(RECORDS PROVIDED Opens)

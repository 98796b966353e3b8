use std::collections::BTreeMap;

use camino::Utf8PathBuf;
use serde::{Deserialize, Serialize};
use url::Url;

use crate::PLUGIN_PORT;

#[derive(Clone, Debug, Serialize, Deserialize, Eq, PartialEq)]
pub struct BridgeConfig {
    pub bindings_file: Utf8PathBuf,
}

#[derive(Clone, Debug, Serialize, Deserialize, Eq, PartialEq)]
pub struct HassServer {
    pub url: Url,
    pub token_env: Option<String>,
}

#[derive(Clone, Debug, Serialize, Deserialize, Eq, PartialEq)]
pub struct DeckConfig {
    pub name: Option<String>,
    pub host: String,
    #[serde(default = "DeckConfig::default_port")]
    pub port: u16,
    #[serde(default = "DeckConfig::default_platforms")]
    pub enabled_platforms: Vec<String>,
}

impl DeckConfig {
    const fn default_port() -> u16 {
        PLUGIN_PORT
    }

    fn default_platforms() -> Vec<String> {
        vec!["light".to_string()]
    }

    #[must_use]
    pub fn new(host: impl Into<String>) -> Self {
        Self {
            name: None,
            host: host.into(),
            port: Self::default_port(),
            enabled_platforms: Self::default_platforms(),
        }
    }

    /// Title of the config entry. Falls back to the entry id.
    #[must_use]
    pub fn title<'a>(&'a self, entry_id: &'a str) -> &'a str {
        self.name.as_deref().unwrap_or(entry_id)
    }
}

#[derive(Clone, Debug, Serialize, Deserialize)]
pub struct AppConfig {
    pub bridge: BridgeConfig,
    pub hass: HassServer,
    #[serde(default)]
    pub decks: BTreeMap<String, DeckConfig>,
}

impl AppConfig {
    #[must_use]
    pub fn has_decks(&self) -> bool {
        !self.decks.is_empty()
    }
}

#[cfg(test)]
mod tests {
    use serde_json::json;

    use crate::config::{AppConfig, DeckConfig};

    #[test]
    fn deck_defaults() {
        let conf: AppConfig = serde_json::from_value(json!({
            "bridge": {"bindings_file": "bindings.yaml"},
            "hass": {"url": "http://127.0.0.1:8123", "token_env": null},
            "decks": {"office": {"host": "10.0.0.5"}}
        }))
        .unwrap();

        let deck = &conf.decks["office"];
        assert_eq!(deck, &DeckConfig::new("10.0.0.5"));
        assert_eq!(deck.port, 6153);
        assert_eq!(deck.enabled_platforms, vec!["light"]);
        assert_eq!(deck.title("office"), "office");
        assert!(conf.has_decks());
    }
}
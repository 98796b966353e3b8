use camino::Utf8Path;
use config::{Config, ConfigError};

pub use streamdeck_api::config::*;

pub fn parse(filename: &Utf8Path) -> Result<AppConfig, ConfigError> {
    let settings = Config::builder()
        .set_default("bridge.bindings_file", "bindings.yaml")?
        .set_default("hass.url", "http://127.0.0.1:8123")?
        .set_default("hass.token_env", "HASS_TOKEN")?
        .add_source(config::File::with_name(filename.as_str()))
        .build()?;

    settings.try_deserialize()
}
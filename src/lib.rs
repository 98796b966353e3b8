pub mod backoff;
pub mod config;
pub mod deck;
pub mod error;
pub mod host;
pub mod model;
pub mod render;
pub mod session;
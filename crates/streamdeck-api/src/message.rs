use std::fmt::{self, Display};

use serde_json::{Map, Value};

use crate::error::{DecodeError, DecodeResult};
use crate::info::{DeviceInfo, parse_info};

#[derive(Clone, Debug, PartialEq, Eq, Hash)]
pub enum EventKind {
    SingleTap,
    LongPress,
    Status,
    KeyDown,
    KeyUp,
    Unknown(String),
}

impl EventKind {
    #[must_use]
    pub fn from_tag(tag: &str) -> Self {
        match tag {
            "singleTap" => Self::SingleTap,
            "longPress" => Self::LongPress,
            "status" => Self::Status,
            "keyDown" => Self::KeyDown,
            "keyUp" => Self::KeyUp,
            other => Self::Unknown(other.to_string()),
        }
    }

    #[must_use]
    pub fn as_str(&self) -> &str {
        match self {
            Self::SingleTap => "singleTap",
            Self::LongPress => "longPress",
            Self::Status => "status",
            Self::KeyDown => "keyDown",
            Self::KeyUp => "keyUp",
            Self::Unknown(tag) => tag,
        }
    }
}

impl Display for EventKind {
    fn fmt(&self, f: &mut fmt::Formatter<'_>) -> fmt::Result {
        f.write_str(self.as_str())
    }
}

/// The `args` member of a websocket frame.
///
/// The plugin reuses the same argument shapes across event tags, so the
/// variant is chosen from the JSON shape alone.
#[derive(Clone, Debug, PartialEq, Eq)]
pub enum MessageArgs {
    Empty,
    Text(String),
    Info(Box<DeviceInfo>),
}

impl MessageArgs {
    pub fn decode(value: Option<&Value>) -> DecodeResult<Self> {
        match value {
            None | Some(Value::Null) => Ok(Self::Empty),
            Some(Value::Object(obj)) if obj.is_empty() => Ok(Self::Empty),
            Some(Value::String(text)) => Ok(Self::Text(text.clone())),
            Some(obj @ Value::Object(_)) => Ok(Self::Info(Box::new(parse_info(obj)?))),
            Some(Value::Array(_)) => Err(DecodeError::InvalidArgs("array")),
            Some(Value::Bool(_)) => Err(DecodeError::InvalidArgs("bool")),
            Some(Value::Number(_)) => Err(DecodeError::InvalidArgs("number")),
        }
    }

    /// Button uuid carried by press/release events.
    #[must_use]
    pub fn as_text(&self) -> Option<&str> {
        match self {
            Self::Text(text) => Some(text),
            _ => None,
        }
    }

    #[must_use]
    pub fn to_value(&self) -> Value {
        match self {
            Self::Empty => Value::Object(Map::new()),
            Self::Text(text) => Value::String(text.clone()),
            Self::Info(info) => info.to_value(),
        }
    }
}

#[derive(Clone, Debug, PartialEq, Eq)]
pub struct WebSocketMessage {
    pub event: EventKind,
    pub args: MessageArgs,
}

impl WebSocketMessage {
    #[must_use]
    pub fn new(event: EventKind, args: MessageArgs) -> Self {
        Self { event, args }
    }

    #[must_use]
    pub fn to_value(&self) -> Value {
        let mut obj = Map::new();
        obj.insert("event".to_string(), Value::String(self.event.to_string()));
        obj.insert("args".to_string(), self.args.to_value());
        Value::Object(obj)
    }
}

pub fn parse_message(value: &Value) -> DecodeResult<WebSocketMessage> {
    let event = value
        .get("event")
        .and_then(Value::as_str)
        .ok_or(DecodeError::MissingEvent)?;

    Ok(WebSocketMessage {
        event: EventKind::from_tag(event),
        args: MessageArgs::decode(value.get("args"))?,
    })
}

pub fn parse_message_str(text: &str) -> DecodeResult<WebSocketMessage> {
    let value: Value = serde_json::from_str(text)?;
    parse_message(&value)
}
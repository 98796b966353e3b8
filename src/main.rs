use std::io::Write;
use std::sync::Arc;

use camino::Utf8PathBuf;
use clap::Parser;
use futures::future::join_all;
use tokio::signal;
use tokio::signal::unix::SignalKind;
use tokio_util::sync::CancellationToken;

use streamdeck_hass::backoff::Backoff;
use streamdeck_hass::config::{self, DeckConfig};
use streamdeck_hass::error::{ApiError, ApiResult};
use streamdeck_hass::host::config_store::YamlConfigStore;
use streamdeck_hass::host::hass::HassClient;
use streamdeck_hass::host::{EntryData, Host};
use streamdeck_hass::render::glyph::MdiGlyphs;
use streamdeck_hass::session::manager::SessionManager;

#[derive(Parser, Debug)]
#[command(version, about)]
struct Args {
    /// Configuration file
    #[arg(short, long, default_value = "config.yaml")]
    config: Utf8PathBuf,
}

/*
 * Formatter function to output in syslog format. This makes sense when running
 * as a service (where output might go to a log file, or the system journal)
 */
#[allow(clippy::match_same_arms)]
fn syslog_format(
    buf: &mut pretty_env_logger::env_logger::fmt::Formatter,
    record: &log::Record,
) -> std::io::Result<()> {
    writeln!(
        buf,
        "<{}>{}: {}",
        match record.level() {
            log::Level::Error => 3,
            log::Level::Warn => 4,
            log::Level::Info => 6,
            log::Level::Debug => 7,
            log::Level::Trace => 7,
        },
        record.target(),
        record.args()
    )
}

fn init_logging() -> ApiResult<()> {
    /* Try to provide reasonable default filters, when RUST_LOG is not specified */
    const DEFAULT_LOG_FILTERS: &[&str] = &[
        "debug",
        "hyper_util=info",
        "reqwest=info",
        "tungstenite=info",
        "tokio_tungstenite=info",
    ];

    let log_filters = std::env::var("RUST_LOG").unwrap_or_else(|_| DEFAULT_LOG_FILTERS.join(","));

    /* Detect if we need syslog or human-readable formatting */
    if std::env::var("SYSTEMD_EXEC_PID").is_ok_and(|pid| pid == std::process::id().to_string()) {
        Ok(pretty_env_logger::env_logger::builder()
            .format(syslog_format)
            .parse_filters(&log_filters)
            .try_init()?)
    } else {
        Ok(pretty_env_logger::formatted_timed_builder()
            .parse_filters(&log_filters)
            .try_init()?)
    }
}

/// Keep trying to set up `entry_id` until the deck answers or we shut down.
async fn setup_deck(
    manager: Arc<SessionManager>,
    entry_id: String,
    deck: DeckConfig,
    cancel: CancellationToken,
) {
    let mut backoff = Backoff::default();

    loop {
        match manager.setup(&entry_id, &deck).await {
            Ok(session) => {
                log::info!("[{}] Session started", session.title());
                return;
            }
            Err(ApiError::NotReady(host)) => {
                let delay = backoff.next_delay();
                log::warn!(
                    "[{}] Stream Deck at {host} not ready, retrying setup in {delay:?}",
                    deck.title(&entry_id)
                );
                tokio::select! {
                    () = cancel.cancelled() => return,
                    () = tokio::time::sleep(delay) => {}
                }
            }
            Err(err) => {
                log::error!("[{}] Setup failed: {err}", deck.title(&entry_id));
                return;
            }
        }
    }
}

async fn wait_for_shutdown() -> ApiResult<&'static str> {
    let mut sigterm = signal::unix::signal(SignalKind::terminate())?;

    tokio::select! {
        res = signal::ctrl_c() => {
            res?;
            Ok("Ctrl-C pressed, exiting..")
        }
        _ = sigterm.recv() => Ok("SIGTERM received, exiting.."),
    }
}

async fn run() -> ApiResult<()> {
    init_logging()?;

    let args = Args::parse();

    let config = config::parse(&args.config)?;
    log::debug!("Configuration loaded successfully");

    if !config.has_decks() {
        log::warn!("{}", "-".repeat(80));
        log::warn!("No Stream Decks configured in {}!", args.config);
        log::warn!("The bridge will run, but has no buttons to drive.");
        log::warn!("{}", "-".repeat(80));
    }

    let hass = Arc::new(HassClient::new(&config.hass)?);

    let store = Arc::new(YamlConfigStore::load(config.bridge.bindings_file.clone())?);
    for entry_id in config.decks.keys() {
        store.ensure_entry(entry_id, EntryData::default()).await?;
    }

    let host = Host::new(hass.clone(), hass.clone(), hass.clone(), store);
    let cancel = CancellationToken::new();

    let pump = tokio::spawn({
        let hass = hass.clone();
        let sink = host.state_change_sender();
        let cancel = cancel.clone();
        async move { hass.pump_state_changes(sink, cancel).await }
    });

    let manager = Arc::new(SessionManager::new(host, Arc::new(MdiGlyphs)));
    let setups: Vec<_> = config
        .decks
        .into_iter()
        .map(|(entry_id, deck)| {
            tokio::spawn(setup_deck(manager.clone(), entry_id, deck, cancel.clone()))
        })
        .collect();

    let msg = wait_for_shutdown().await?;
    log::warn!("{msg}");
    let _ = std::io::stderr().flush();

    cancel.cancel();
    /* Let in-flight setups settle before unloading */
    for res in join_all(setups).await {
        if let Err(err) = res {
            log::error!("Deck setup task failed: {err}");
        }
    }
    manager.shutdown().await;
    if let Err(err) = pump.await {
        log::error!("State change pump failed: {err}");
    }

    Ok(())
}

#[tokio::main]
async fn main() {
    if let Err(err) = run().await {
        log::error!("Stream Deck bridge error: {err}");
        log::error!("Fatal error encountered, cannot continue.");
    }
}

(RECORDS PROVIDED Closes)

EXERCISE DIRECTIONS —
The line containing "pub struct DeckConfig" marks the end: copy exactly every line from the top of the data above down to it, that line included.

SOLUTION TO THE EXERCISE —
repository 98796b966353e3b8
use std::collections::BTreeMap;

use camino::Utf8PathBuf;
use serde::{Deserialize, Serialize};
use url::Url;

use crate::PLUGIN_PORT;

#[derive(Clone, Debug, Serialize, Deserialize, Eq, PartialEq)]
pub struct BridgeConfig {
    pub bindings_file: Utf8PathBuf,
}

#[derive(Clone, Debug, Serialize, Deserialize, Eq, PartialEq)]
pub struct HassServer {
    pub url: Url,
    pub token_env: Option<String>,
}

#[derive(Clone, Debug, Serialize, Deserialize, Eq, PartialEq)]
pub struct DeckConfig {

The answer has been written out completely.